### TASK REQUIREMENTS
In the data below, locate each line with the word "impl" and list it.

(Items from a dataset)
*** Block opens ***

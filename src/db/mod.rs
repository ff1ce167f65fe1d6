//! Database connection and pool management
//!
//! PostgreSQL connection pooling and migrations.

use sqlx::postgres::{PgPool, PgPoolOptions};
use std::time::Duration;

/// Database connection error
#[derive(Debug, thiserror::Error)]
pub enum DbError {
    #[error("Failed to connect to database: {0}")]
    ConnectionError(String),

    #[error("Failed to run migrations: {0}")]
    MigrationError(String),
}

/// Create a database connection pool
pub async fn create_pool(database_url: &str, max_connections: u32) -> Result<PgPool, DbError> {
    let pool = PgPoolOptions::new()
        .max_connections(max_connections)
        .acquire_timeout(Duration::from_secs(5))
        .idle_timeout(Duration::from_secs(600))
        .connect(database_url)
        .await
        .map_err(|e| DbError::ConnectionError(e.to_string()))?;

    tracing::info!("Database connection pool created");

    Ok(pool)
}

/// Run database migrations
pub async fn run_migrations(pool: &PgPool) -> Result<(), DbError> {
    sqlx::migrate!("./migrations")
        .run(pool)
        .await
        .map_err(|e| DbError::MigrationError(e.to_string()))?;

    tracing::info!("Database migrations applied");

    Ok(())
}

/// Database pool wrapper for use in application state
#[derive(Clone)]
pub struct Database {
    pool: PgPool,
}

impl Database {
    pub fn new(pool: PgPool) -> Self {
        Self { pool }
    }

    pub fn pool(&self) -> &PgPool {
        &self.pool
    }

    /// Check database connectivity (for health checks)
    pub async fn is_healthy(&self) -> bool {
        sqlx::query("SELECT 1").fetch_one(&self.pool).await.is_ok()
    }
}
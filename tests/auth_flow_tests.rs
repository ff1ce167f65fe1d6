//! Wallet authentication flow tests
//!
//! Drives the authenticator against the in-memory stores with stub
//! verifiers, covering the full decision table: most-recent-only lookup,
//! exact message matching, single use, lazy user creation, and the
//! tolerated consume failure.

use std::sync::Arc;

use async_trait::async_trait;
use uuid::Uuid;

use launchpad_server::auth::{
    AuthService, RejectReason, SignatureError, SignatureVerifier, VerifyDecision,
};
use launchpad_server::models::Challenge;
use launchpad_server::store::{
    ChallengeStore, MemoryChallengeStore, MemoryUserDirectory, StoreError,
};

const WALLET: &str = "8jq7mDvSzXbXvBMWXfAE9WPZkVMAkWtPnFpGGLkW3p9w";

// ============================================================================
// Test doubles
// ============================================================================

/// Signature verifier stub with a fixed behavior.
#[derive(Clone, Copy)]
enum StubVerifier {
    Accept,
    Reject,
    Explode,
}

#[async_trait]
impl SignatureVerifier for StubVerifier {
    async fn verify(&self, _: &[u8], _: &str, _: &str) -> Result<bool, SignatureError> {
        match self {
            StubVerifier::Accept => Ok(true),
            StubVerifier::Reject => Ok(false),
            StubVerifier::Explode => Err(SignatureError::InvalidSignatureFormat(
                "backend exploded".to_string(),
            )),
        }
    }
}

/// Challenge store whose deletes always fail, for the consume-failure path.
struct FailingConsume(MemoryChallengeStore);

#[async_trait]
impl ChallengeStore for FailingConsume {
    async fn issue(&self, wallet_address: &str) -> Result<Challenge, StoreError> {
        self.0.issue(wallet_address).await
    }

    async fn most_recent_for(
        &self,
        wallet_address: &str,
    ) -> Result<Option<Challenge>, StoreError> {
        self.0.most_recent_for(wallet_address).await
    }

    async fn consume(&self, _id: Uuid) -> Result<(), StoreError> {
        Err(StoreError::Backend("delete refused".to_string()))
    }

    async fn purge_expired(&self) -> Result<u64, StoreError> {
        self.0.purge_expired().await
    }
}

// ============================================================================
// Harness
// ============================================================================

/// Explicit challenge lifecycle states. Storage only ever represents
/// presence/absence; the probe below recovers the full triple for
/// assertions.
#[derive(Debug, PartialEq, Eq)]
enum ChallengeState {
    Issued,
    Consumed,
    Expired,
}

async fn challenge_state(store: &dyn ChallengeStore, challenge: &Challenge) -> ChallengeState {
    match store
        .most_recent_for(&challenge.wallet_address)
        .await
        .unwrap()
    {
        Some(found) if found.id == challenge.id => ChallengeState::Issued,
        _ if challenge.is_expired() => ChallengeState::Expired,
        _ => ChallengeState::Consumed,
    }
}

struct Harness {
    challenges: Arc<MemoryChallengeStore>,
    users: Arc<MemoryUserDirectory>,
    service: AuthService,
}

fn harness(verifier: StubVerifier) -> Harness {
    harness_with_ttl(verifier, 300)
}

fn harness_with_ttl(verifier: StubVerifier, ttl_seconds: i64) -> Harness {
    let challenges = Arc::new(MemoryChallengeStore::new(ttl_seconds));
    let users = Arc::new(MemoryUserDirectory::new());
    let service = AuthService::new(challenges.clone(), users.clone(), Arc::new(verifier));
    Harness {
        challenges,
        users,
        service,
    }
}

fn rejected_with(decision: &VerifyDecision, reason: RejectReason) -> bool {
    matches!(decision, VerifyDecision::Rejected(r) if *r == reason)
}

// ============================================================================
// Challenge issuance
// ============================================================================

#[tokio::test]
async fn issued_challenge_embeds_its_nonce() {
    let h = harness(StubVerifier::Accept);

    let challenge = h.service.request_challenge(WALLET).await.unwrap();
    assert!(challenge.challenge_text.contains(&challenge.nonce));
    assert_eq!(challenge.wallet_address, WALLET);
}

#[tokio::test]
async fn successive_challenges_differ() {
    let h = harness(StubVerifier::Accept);

    let a = h.service.request_challenge(WALLET).await.unwrap();
    let b = h.service.request_challenge(WALLET).await.unwrap();
    assert_ne!(a.nonce, b.nonce);
    assert_ne!(a.challenge_text, b.challenge_text);

    // Both stay stored; only the newer one is reachable.
    assert_eq!(h.challenges.len(), 2);
    assert_eq!(
        challenge_state(h.challenges.as_ref(), &b).await,
        ChallengeState::Issued
    );
}

// ============================================================================
// Verification decision table
// ============================================================================

#[tokio::test]
async fn valid_signature_authenticates_exactly_once() {
    let h = harness(StubVerifier::Accept);
    let challenge = h.service.request_challenge(WALLET).await.unwrap();

    let first = h
        .service
        .verify(WALLET, "sig", &challenge.challenge_text)
        .await
        .unwrap();
    let user = match first {
        VerifyDecision::Accepted(user) => user,
        VerifyDecision::Rejected(reason) => panic!("expected acceptance, got {:?}", reason),
    };
    assert_eq!(user.wallet_address, WALLET);
    assert_eq!(
        challenge_state(h.challenges.as_ref(), &challenge).await,
        ChallengeState::Consumed
    );

    // Same signature and message immediately after: the challenge is gone.
    let second = h
        .service
        .verify(WALLET, "sig", &challenge.challenge_text)
        .await
        .unwrap();
    assert!(rejected_with(&second, RejectReason::NoChallenge));
}

#[tokio::test]
async fn message_must_match_stored_text_exactly() {
    let h = harness(StubVerifier::Accept);
    let challenge = h.service.request_challenge(WALLET).await.unwrap();

    let decision = h
        .service
        .verify(WALLET, "sig", "some other text")
        .await
        .unwrap();
    assert!(rejected_with(&decision, RejectReason::MessageMismatch));

    // A mismatch does not consume the challenge.
    assert_eq!(
        challenge_state(h.challenges.as_ref(), &challenge).await,
        ChallengeState::Issued
    );
}

#[tokio::test]
async fn only_the_most_recent_challenge_counts() {
    let h = harness(StubVerifier::Accept);
    let old = h.service.request_challenge(WALLET).await.unwrap();
    let new = h.service.request_challenge(WALLET).await.unwrap();

    // The older challenge is unexpired and still stored, but superseded.
    let decision = h
        .service
        .verify(WALLET, "sig", &old.challenge_text)
        .await
        .unwrap();
    assert!(rejected_with(&decision, RejectReason::MessageMismatch));

    let decision = h
        .service
        .verify(WALLET, "sig", &new.challenge_text)
        .await
        .unwrap();
    assert!(matches!(decision, VerifyDecision::Accepted(_)));
}

#[tokio::test]
async fn unknown_wallet_is_rejected() {
    let h = harness(StubVerifier::Accept);

    let decision = h
        .service
        .verify("never-seen-wallet", "sig", "any message")
        .await
        .unwrap();
    assert!(rejected_with(&decision, RejectReason::NoChallenge));
    assert!(h.users.is_empty());
}

#[tokio::test]
async fn failed_signature_leaves_the_challenge_open_for_retry() {
    let h = harness(StubVerifier::Reject);
    let challenge = h.service.request_challenge(WALLET).await.unwrap();

    let decision = h
        .service
        .verify(WALLET, "bad-sig", &challenge.challenge_text)
        .await
        .unwrap();
    assert!(rejected_with(&decision, RejectReason::SignatureInvalid));
    assert!(h.users.is_empty());
    assert_eq!(
        challenge_state(h.challenges.as_ref(), &challenge).await,
        ChallengeState::Issued
    );

    // A corrected signature against the same challenge still works.
    let retry_service = AuthService::new(
        h.challenges.clone(),
        h.users.clone(),
        Arc::new(StubVerifier::Accept),
    );
    let decision = retry_service
        .verify(WALLET, "good-sig", &challenge.challenge_text)
        .await
        .unwrap();
    assert!(matches!(decision, VerifyDecision::Accepted(_)));
}

#[tokio::test]
async fn verifier_errors_are_a_rejection_not_a_crash() {
    let h = harness(StubVerifier::Explode);
    let challenge = h.service.request_challenge(WALLET).await.unwrap();

    let decision = h
        .service
        .verify(WALLET, "garbage", &challenge.challenge_text)
        .await
        .unwrap();
    assert!(rejected_with(&decision, RejectReason::SignatureInvalid));
}

#[tokio::test]
async fn expired_challenge_is_rejected_regardless_of_signature() {
    let h = harness_with_ttl(StubVerifier::Accept, -1);
    let challenge = h.service.request_challenge(WALLET).await.unwrap();

    let decision = h
        .service
        .verify(WALLET, "sig", &challenge.challenge_text)
        .await
        .unwrap();
    assert!(rejected_with(&decision, RejectReason::NoChallenge));
    assert_eq!(
        challenge_state(h.challenges.as_ref(), &challenge).await,
        ChallengeState::Expired
    );
}

// ============================================================================
// User creation
// ============================================================================

#[tokio::test]
async fn first_login_creates_the_user_later_logins_reuse_it() {
    let h = harness(StubVerifier::Accept);

    let challenge = h.service.request_challenge(WALLET).await.unwrap();
    let first = h
        .service
        .verify(WALLET, "sig", &challenge.challenge_text)
        .await
        .unwrap();
    let VerifyDecision::Accepted(created) = first else {
        panic!("expected acceptance");
    };
    assert_eq!(h.users.len(), 1);

    let challenge = h.service.request_challenge(WALLET).await.unwrap();
    let second = h
        .service
        .verify(WALLET, "sig", &challenge.challenge_text)
        .await
        .unwrap();
    let VerifyDecision::Accepted(reused) = second else {
        panic!("expected acceptance");
    };

    assert_eq!(created.id, reused.id);
    assert_eq!(h.users.len(), 1);
}

// ============================================================================
// Consume failure tolerance
// ============================================================================

#[tokio::test]
async fn consume_failure_does_not_flip_a_successful_verification() {
    let challenges = Arc::new(FailingConsume(MemoryChallengeStore::new(300)));
    let users = Arc::new(MemoryUserDirectory::new());
    let service = AuthService::new(
        challenges.clone(),
        users.clone(),
        Arc::new(StubVerifier::Accept),
    );

    let challenge = service.request_challenge(WALLET).await.unwrap();
    let decision = service
        .verify(WALLET, "sig", &challenge.challenge_text)
        .await
        .unwrap();

    assert!(matches!(decision, VerifyDecision::Accepted(_)));
    assert_eq!(users.len(), 1);
}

*** Block closes ***

### OUTPUT OF THE EXERCISE
impl Database {
impl SignatureVerifier for StubVerifier {
impl ChallengeStore for FailingConsume {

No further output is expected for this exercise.